§ TASK TO CARRY OUT:
Pick out the lines below that include the string "fail".

Collected data entries:
────────────────────────────────────────

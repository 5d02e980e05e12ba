// ABOUTME: Compile-fail test verifying commit cannot be called before the session is read.
// ABOUTME: This test should fail to compile, validating state machine safety.

use dngcm::delivery::{Created, DeliverySession};
use dngcm::transport::Transport;

async fn try_commit_unread<T: Transport>(session: DeliverySession<Created>, transport: &T) {
    // ERROR: commit() method doesn't exist on DeliverySession<Created>
    let _ = session.commit(transport).await;
}

fn main() {}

────────────────────────────────────────

§ TASK ANSWER:
// ABOUTME: Compile-fail test verifying commit cannot be called before the session is read.
// ABOUTME: This test should fail to compile, validating state machine safety.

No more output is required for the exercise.